◆ ASSIGNED TASK ◆
Copy the lines exactly. Begin at the first line of the data and stop after the line with "use itertools::Itertools;".

◆ MATERIAL TO PROCESS ◆
----

//! Ingestion profile: the alias and erasure rules applied to every export.
//!
//! The built-in profile matches the service report exports this tool was
//! written for. A YAML file can override any part of it; keys left out keep
//! their defaults.

use std::{collections::BTreeMap, fs::File, io::BufReader, path::Path};

use anyhow::{Context, Result, ensure};
use itertools::Itertools;
use serde::{Deserialize, Serialize};

use crate::fields::Field;

#[derive(Debug, Clone, PartialEq, Eq, Serialize, Deserialize)]
#[serde(default, deny_unknown_fields)]
pub struct IngestProfile {
    /// Header names (case-insensitive) that mark a leading date column. Any
    /// other first column is a row index and gets dropped.
    pub date_aliases: Vec<String>,
    /// Exact source header → canonical column name.
    pub renames: BTreeMap<String, String>,
    /// Columns forced to null after coercion. [`ALWAYS_ERASED`] is nulled
    /// whether or not it is listed here.
    pub erase: Vec<Field>,
}

/// Source amounts never reach the warehouse.
pub const ALWAYS_ERASED: [Field; 2] = [Field::ServicePrice, Field::Package];

impl Default for IngestProfile {
    fn default() -> Self {
        let renames = [("CDT", Field::CreatDate), ("SavingOffUsed", Field::Package)]
            .into_iter()
            .map(|(from, to)| (from.to_string(), to.name().to_string()))
            .collect();
        Self {
            date_aliases: vec!["cdt".to_string(), "creatdate".to_string()],
            renames,
            erase: ALWAYS_ERASED.to_vec(),
        }
    }
}

impl IngestProfile {
    pub fn load(path: &Path) -> Result<Self> {
        let file = File::open(path).with_context(|| format!("Opening profile {path:?}"))?;
        let profile: IngestProfile = serde_yaml::from_reader(BufReader::new(file))
            .with_context(|| format!("Parsing profile YAML {path:?}"))?;
        profile.validate()?;
        Ok(profile)
    }

    pub fn to_yaml_string(&self) -> Result<String> {
        serde_yaml::to_string(self).context("Serializing profile to YAML")
    }

    pub fn validate(&self) -> Result<()> {
        for (from, to) in &self.renames {
            ensure!(!from.is_empty(), "Profile rename source cannot be empty");
            ensure!(
                Field::from_name(to).is_some(),
                "Profile renames '{from}' to '{to}', which is not a service report column"
            );
        }
        ensure!(
            !self.erase.contains(&Field::UserServiceId),
            "UserServiceId cannot be erased; it is the deduplication watermark"
        );
        Ok(())
    }

    /// Every column nulled on ingest: the fixed amounts, then the profile's own.
    pub fn erased_fields(&self) -> impl Iterator<Item = Field> + '_ {
        ALWAYS_ERASED
            .into_iter()
            .chain(self.erase.iter().copied())
            .unique()
    }

    pub fn is_date_alias(&self, header: &str) -> bool {
        let trimmed = header.trim();
        self.date_aliases
            .iter()
            .any(|alias| alias.eq_ignore_ascii_case(trimmed))
    }

    pub fn canonical_name<'a>(&'a self, header: &'a str) -> &'a str {
        self.renames
            .get(header)
            .map(String::as_str)
            .unwrap_or(header)
    }
}

#[cfg(test)]
mod tests {
    use super::*;
    use std::io::Write;
    use tempfile::NamedTempFile;

    #[test]
    fn default_profile_maps_known_aliases() {
        let profile = IngestProfile::default();
        assert_eq!(profile.canonical_name("CDT"), "CreatDate");
        assert_eq!(profile.canonical_name("SavingOffUsed"), "Package");
        assert_eq!(profile.canonical_name("cdt"), "cdt");
        assert!(profile.is_date_alias("CreatDate"));
        assert!(profile.is_date_alias(" cdt "));
        assert!(!profile.is_date_alias("Row"));
    }

    #[test]
    fn partial_yaml_keeps_remaining_defaults() {
        let mut file = NamedTempFile::new().expect("temp file");
        writeln!(file, "renames:\n  CreatedAt: CreatDate\n").unwrap();
        let profile = IngestProfile::load(file.path()).expect("load profile");
        assert_eq!(profile.canonical_name("CreatedAt"), "CreatDate");
        assert_eq!(profile.canonical_name("CDT"), "CDT");
        assert_eq!(profile.erase, vec![Field::ServicePrice, Field::Package]);
        assert_eq!(profile.date_aliases, IngestProfile::default().date_aliases);
    }

    #[test]
    fn load_rejects_unknown_targets_and_id_erasure() {
        let mut bad_target = NamedTempFile::new().expect("temp file");
        writeln!(bad_target, "renames:\n  CDT: CreatedOn\n").unwrap();
        assert!(IngestProfile::load(bad_target.path()).is_err());

        let mut bad_erase = NamedTempFile::new().expect("temp file");
        writeln!(bad_erase, "erase: [UserServiceId]\n").unwrap();
        assert!(IngestProfile::load(bad_erase.path()).is_err());
    }

    #[test]
    fn empty_erase_list_still_erases_amounts() {
        let mut file = NamedTempFile::new().expect("temp file");
        writeln!(file, "erase: []\n").unwrap();
        let profile = IngestProfile::load(file.path()).expect("load profile");
        assert!(profile.erase.is_empty());
        assert_eq!(
            profile.erased_fields().collect::<Vec<_>>(),
            vec![Field::ServicePrice, Field::Package]
        );

        let extended = IngestProfile {
            erase: vec![Field::Package, Field::Username],
            ..IngestProfile::default()
        };
        assert_eq!(
            extended.erased_fields().collect::<Vec<_>>(),
            vec![Field::ServicePrice, Field::Package, Field::Username]
        );
    }

    #[test]
    fn yaml_round_trip_preserves_profile() {
        let profile = IngestProfile::default();
        let yaml = profile.to_yaml_string().expect("yaml");
        let parsed: IngestProfile = serde_yaml::from_str(&yaml).expect("parse");
        assert_eq!(parsed, profile);
    }
}
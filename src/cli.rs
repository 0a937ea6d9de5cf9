use std::path::PathBuf;

use clap::{Args, Parser, Subcommand};

#[derive(Debug, Parser)]
#[command(
    author,
    version,
    about = "Load service report CSV exports into a warehouse table exactly once",
    long_about = None
)]
pub struct Cli {
    #[command(subcommand)]
    pub command: Commands,
}

#[derive(Debug, Subcommand)]
pub enum Commands {
    /// Create an empty table with the service report columns
    Init(TableArgs),
    /// Reconcile, normalize, and append a CSV export to a table
    Ingest(IngestArgs),
    /// Show the table's current UserServiceId watermark
    Status(TableArgs),
    /// List the table's columns and types
    Schema(TableArgs),
    /// List the distinct creators stored in a table
    Creators(TableArgs),
    /// Filter stored rows, optionally with running balance and grand total
    Report(ReportArgs),
    /// Print the built-in ingestion profile as YAML
    Profile(ProfileArgs),
}

#[derive(Debug, Args)]
pub struct TableArgs {
    /// Warehouse directory holding the table files
    #[arg(short = 'w', long = "warehouse")]
    pub warehouse: PathBuf,
    /// Table name (letters, digits, underscores)
    #[arg(short = 't', long = "table")]
    pub table: String,
}

#[derive(Debug, Args)]
pub struct IngestArgs {
    /// CSV export to ingest (`-` for stdin)
    #[arg(short = 'i', long = "input")]
    pub input: PathBuf,
    #[command(flatten)]
    pub target: TableArgs,
    /// YAML profile overriding column aliases and erased columns
    #[arg(long)]
    pub profile: Option<PathBuf>,
    /// Take the column order from the table's stored schema
    #[arg(long = "dynamic-schema")]
    pub dynamic_schema: bool,
    /// Continue with a watermark of 0 (with a warning) when it cannot be read
    #[arg(long = "assume-empty-on-error")]
    pub assume_empty_on_error: bool,
    /// Filter and report without appending; ready rows go to --output or stdout
    #[arg(long = "dry-run")]
    pub dry_run: bool,
    /// Print the first N ready rows as a table
    #[arg(long)]
    pub preview: Option<usize>,
    /// Destination for ready rows in dry-run mode
    #[arg(short = 'o', long = "output")]
    pub output: Option<PathBuf>,
    /// CSV delimiter character (supports ',', 'tab', ';', '|')
    #[arg(long, value_parser = parse_delimiter)]
    pub delimiter: Option<u8>,
    /// Character encoding of the input file (defaults to utf-8)
    #[arg(long = "input-encoding")]
    pub input_encoding: Option<String>,
    /// Print the run report as JSON
    #[arg(long)]
    pub json: bool,
}

#[derive(Debug, Args)]
pub struct ReportArgs {
    /// Warehouse directory holding the table files
    #[arg(short = 'w', long = "warehouse")]
    pub warehouse: PathBuf,
    /// Tables to read, in lookup priority order (repeatable)
    #[arg(short = 't', long = "table", required = true, action = clap::ArgAction::Append)]
    pub tables: Vec<String>,
    /// Creators to include (repeatable or comma-separated)
    #[arg(short = 'c', long = "creator", value_delimiter = ',')]
    pub creators: Vec<String>,
    /// UserServiceId condition: =N, >=N, <=N, >N, <N, or N..M
    #[arg(long = "id", allow_hyphen_values = true)]
    pub id: Option<String>,
    /// Only rows created on this day (YYYY-MM-DD)
    #[arg(long, conflicts_with = "date_between")]
    pub date: Option<String>,
    /// Only rows created within START,END inclusive (YYYY-MM-DD,YYYY-MM-DD)
    #[arg(long = "date-between")]
    pub date_between: Option<String>,
    /// Order by creation date and add RunningBalance and a grand total row
    #[arg(long)]
    pub summary: bool,
    /// Write the report as CSV instead of printing a table (`-` for stdout)
    #[arg(short = 'o', long = "output")]
    pub output: Option<PathBuf>,
    /// CSV delimiter for the exported report
    #[arg(long, value_parser = parse_delimiter)]
    pub delimiter: Option<u8>,
    /// Character encoding for the exported report (defaults to utf-8)
    #[arg(long = "output-encoding")]
    pub output_encoding: Option<String>,
}

#[derive(Debug, Args)]
pub struct ProfileArgs {
    /// Validate this profile file and print it with defaults filled in
    #[arg(long)]
    pub check: Option<PathBuf>,
}

pub fn parse_delimiter(value: &str) -> Result<u8, String> {
    match value {
        "tab" | "\t" => Ok(b'\t'),
        "comma" | "," => Ok(b','),
        "|" | "pipe" => Ok(b'|'),
        ";" | "semicolon" => Ok(b';'),
        other => {
            let mut chars = other.chars();
            let first = chars
                .next()
                .ok_or_else(|| "Delimiter cannot be empty".to_string())?;
            if chars.next().is_some() {
                return Err("Delimiter must be a single character".to_string());
            }
            if !first.is_ascii() {
                return Err("Delimiter must be ASCII".to_string());
            }
            Ok(first as u8)
        }
    }
}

----

◆ OUTPUT FOR THIS EXERCISE ◆
//! Ingestion profile: the alias and erasure rules applied to every export.
//!
//! The built-in profile matches the service report exports this tool was
//! written for. A YAML file can override any part of it; keys left out keep
//! their defaults.

use std::{collections::BTreeMap, fs::File, io::BufReader, path::Path};

use anyhow::{Context, Result, ensure};
use itertools::Itertools;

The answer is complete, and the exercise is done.